Plant-Insect Ecosystems
10-Minute Paper
Mark A. Genung
Assistant Professor
University of Louisiana
Lafayette, Louisiana
James Reilly
Rutgers, The State University of New Jersey
Powhatan, Virginia
Neal M. Williams
Professor
University of California
Davis, California
Andrew Buderi
University of Louisiana
Lafayette, Louisiana
Joel Gardner
University of Manitoba
Winnipeg, Manitoba, Canada
Rachael Winfree
Rutgers, The State University of New Jersey
New Brunswick, New Jersey
Ecosystem functions provided by insects, such as pollination, pest control, decomposition, are critical for human well-being. Hundreds of experiments have found species richness promotes ecosystem function, but this literature is dominated by controlled, small-scale studies of plant communities. We know much less about how the loss of insect biodiversity will affect ecosystem function at larger scales in non-experimental systems. We conducted landscape-scale studies of wild bee pollination of six plant species - three wildflowers and three crops, at 16-24 sites per plant species. Using independent datasets, we defined at-risk bee species as those that are currently rare or historically declining. We engaged with two knowledge gaps in biodiversity-function research. First, the amount of function provided by at-risk species is unknown for all taxa, including insects. Averaging across plant species, we found that 15 percent of pollination function was provided by at-risk bee species. Second, deciding how to analyze large-scale (i.e., multi-site) data is not trivial.
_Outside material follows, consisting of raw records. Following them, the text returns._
//! Ruleset documents as stored in definition files and sent to the GitHub API.
//!
//! Only the parts of a ruleset that carry organization-scoped IDs are given
//! structure. Everything else is kept as raw JSON so a ruleset exported from
//! GitHub survives a load/rewrite/apply cycle untouched.

use std::fmt;

use serde::{Deserialize, Serialize};
use serde_json::value::RawValue;

use super::ids::{ActorId, OrgName, RepositoryId, RulesetId};

/// How a ruleset is enforced.
#[derive(Debug, Clone, Copy, PartialEq, Eq, Hash, Serialize, Deserialize)]
#[serde(rename_all = "lowercase")]
pub enum Enforcement {
    Disabled,
    Active,
    Evaluate,
}

impl fmt::Display for Enforcement {
    fn fmt(&self, f: &mut fmt::Formatter<'_>) -> fmt::Result {
        let s = match self {
            Enforcement::Disabled => "disabled",
            Enforcement::Active => "active",
            Enforcement::Evaluate => "evaluate",
        };
        write!(f, "{}", s)
    }
}

/// A ruleset definition.
///
/// `name` is the identity key: a definition manages the organization ruleset
/// with the same name. `source` is the organization whose ID space the
/// team and role references in `bypass_actors` belong to.
#[derive(Debug, Clone, PartialEq, Eq, Serialize, Deserialize)]
pub struct RulesetDocument {
    /// GitHub's ID for the ruleset, present in exported files.
    #[serde(default, skip_serializing_if = "Option::is_none")]
    pub id: Option<RulesetId>,

    pub name: String,

    /// What the ruleset applies to (`branch`, `tag` or `push`).
    #[serde(default, skip_serializing_if = "Option::is_none")]
    pub target: Option<String>,

    #[serde(default, skip_serializing_if = "Option::is_none")]
    pub source_type: Option<String>,

    /// The organization the IDs in this document were issued by.
    pub source: OrgName,

    pub enforcement: Enforcement,

    /// Ref and repository conditions, passed through uninterpreted.
    #[serde(default, skip_serializing_if = "Option::is_none")]
    pub conditions: Option<serde_json::Value>,

    #[serde(default)]
    pub rules: Vec<Rule>,

    #[serde(default)]
    pub bypass_actors: Vec<BypassActor>,
}

// ─── Rules ────────────────────────────────────────────────────────────────────

/// The `type` tag of a rule that references workflow files in other repositories.
pub const WORKFLOWS_RULE_TYPE: &str = "workflows";

/// A single rule within a ruleset.
///
/// Only `workflows` rules reference organization-scoped entities, so they are
/// the only variant singled out. Every other rule is carried verbatim: its
/// parameters are re-emitted byte-for-byte.
#[derive(Debug, Clone, Serialize, Deserialize)]
#[serde(try_from = "RawRule", into = "RawRule")]
pub enum Rule {
    /// A `workflows` rule. The parameters stay raw until the rule is rewritten.
    Workflows { parameters: Box<RawValue> },

    /// Any other rule type.
    Passthrough {
        rule_type: String,
        parameters: Option<Box<RawValue>>,
    },
}

impl Rule {
    /// Returns the rule's `type` tag.
    pub fn rule_type(&self) -> &str {
        match self {
            Rule::Workflows { .. } => WORKFLOWS_RULE_TYPE,
            Rule::Passthrough { rule_type, .. } => rule_type,
        }
    }

    /// Returns the raw parameter JSON, if the rule has any.
    pub fn raw_parameters(&self) -> Option<&str> {
        match self {
            Rule::Workflows { parameters } => Some(parameters.get()),
            Rule::Passthrough { parameters, .. } => parameters.as_deref().map(RawValue::get),
        }
    }
}

// `RawValue` has no equality; compare the exact JSON text instead.
impl PartialEq for Rule {
    fn eq(&self, other: &Self) -> bool {
        self.rule_type() == other.rule_type() && self.raw_parameters() == other.raw_parameters()
    }
}

impl Eq for Rule {}

/// Wire shape of a rule.
#[derive(Clone, Serialize, Deserialize)]
struct RawRule {
    #[serde(rename = "type")]
    rule_type: String,
    #[serde(default, skip_serializing_if = "Option::is_none")]
    parameters: Option<Box<RawValue>>,
}

/// Error for a rule whose tag and parameters don't fit together.
#[derive(Debug, thiserror::Error)]
#[error("rule of type \"{0}\" is missing its parameters")]
pub struct MissingParameters(String);

impl TryFrom<RawRule> for Rule {
    type Error = MissingParameters;

    fn try_from(raw: RawRule) -> Result<Self, Self::Error> {
        if raw.rule_type == WORKFLOWS_RULE_TYPE {
            let parameters = raw.parameters.ok_or(MissingParameters(raw.rule_type))?;
            Ok(Rule::Workflows { parameters })
        } else {
            Ok(Rule::Passthrough {
                rule_type: raw.rule_type,
                parameters: raw.parameters,
            })
        }
    }
}

impl From<Rule> for RawRule {
    fn from(rule: Rule) -> Self {
        match rule {
            Rule::Workflows { parameters } => RawRule {
                rule_type: WORKFLOWS_RULE_TYPE.to_string(),
                parameters: Some(parameters),
            },
            Rule::Passthrough {
                rule_type,
                parameters,
            } => RawRule {
                rule_type,
                parameters,
            },
        }
    }
}

/// Decoded parameters of a `workflows` rule.
#[derive(Debug, Clone, PartialEq, Eq, Serialize, Deserialize)]
pub struct WorkflowsParameters {
    pub workflows: Vec<WorkflowRef>,

    #[serde(default, skip_serializing_if = "Option::is_none")]
    pub do_not_enforce_on_create: Option<bool>,
}

impl WorkflowsParameters {
    /// Decodes the raw parameters of a `workflows` rule.
    pub fn decode(raw: &RawValue) -> Result<Self, serde_json::Error> {
        serde_json::from_str(raw.get())
    }

    /// Encodes these parameters back into raw rule parameters.
    pub fn encode(&self) -> Result<Box<RawValue>, serde_json::Error> {
        serde_json::value::to_raw_value(self)
    }
}

/// A workflow file a `workflows` rule requires to pass.
#[derive(Debug, Clone, PartialEq, Eq, Serialize, Deserialize)]
pub struct WorkflowRef {
    /// The repository holding the workflow file, in the issuing
    /// organization's ID space.
    pub repository_id: RepositoryId,

    pub path: String,

    #[serde(rename = "ref", default)]
    pub git_ref: String,

    #[serde(default, skip_serializing_if = "Option::is_none")]
    pub sha: Option<String>,
}

// ─── Bypass actors ────────────────────────────────────────────────────────────

/// The kind of identity a bypass actor refers to.
#[derive(Debug, Clone, PartialEq, Eq, Hash, Serialize, Deserialize)]
#[serde(from = "String", into = "String")]
pub enum ActorType {
    Team,
    RepositoryRole,
    Integration,
    OrganizationAdmin,
    DeployKey,
    /// An actor type this bot doesn't know about, kept verbatim.
    Other(String),
}

impl ActorType {
    pub fn as_str(&self) -> &str {
        match self {
            ActorType::Team => "Team",
            ActorType::RepositoryRole => "RepositoryRole",
            ActorType::Integration => "Integration",
            ActorType::OrganizationAdmin => "OrganizationAdmin",
            ActorType::DeployKey => "DeployKey",
            ActorType::Other(s) => s,
        }
    }
}

impl From<String> for ActorType {
    fn from(s: String) -> Self {
        match s.as_str() {
            "Team" => ActorType::Team,
            "RepositoryRole" => ActorType::RepositoryRole,
            "Integration" => ActorType::Integration,
            "OrganizationAdmin" => ActorType::OrganizationAdmin,
            "DeployKey" => ActorType::DeployKey,
            _ => ActorType::Other(s),
        }
    }
}

impl From<ActorType> for String {
    fn from(t: ActorType) -> Self {
        match t {
            ActorType::Other(s) => s,
            known => known.as_str().to_string(),
        }
    }
}

impl fmt::Display for ActorType {
    fn fmt(&self, f: &mut fmt::Formatter<'_>) -> fmt::Result {
        write!(f, "{}", self.as_str())
    }
}

/// An identity allowed to bypass a ruleset.
#[derive(Debug, Clone, PartialEq, Eq, Serialize, Deserialize)]
pub struct BypassActor {
    /// Absent (or `null`) for actor types that have no ID, such as deploy keys.
    #[serde(default, skip_serializing_if = "Option::is_none")]
    pub actor_id: Option<ActorId>,

    pub actor_type: ActorType,

    #[serde(default, skip_serializing_if = "Option::is_none")]
    pub bypass_mode: Option<String>,
}

impl BypassActor {
    pub fn new(actor_id: u64, actor_type: ActorType) -> Self {
        BypassActor {
            actor_id: Some(ActorId(actor_id)),
            actor_type,
            bypass_mode: None,
        }
    }

    /// Returns the actor ID, treating a missing ID as 0.
    pub fn id(&self) -> ActorId {
        self.actor_id.unwrap_or(ActorId(0))
    }
}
Should data be aggregated across sites to reveal species broadly important to ecosystem function, or should we ask how many species are needed to maintain ecosystem function across all sites simultaneously? We found 12 times more at-risk bee species were needed to meet pollination thresholds across all sites simultaneously, compared to meeting one region-scale pollination threshold. By showing that at-risk species are needed to maintain pollination across many sites at once, our results show that changes in bee biodiversity could limit the reliable pollination of wildflowers and crops.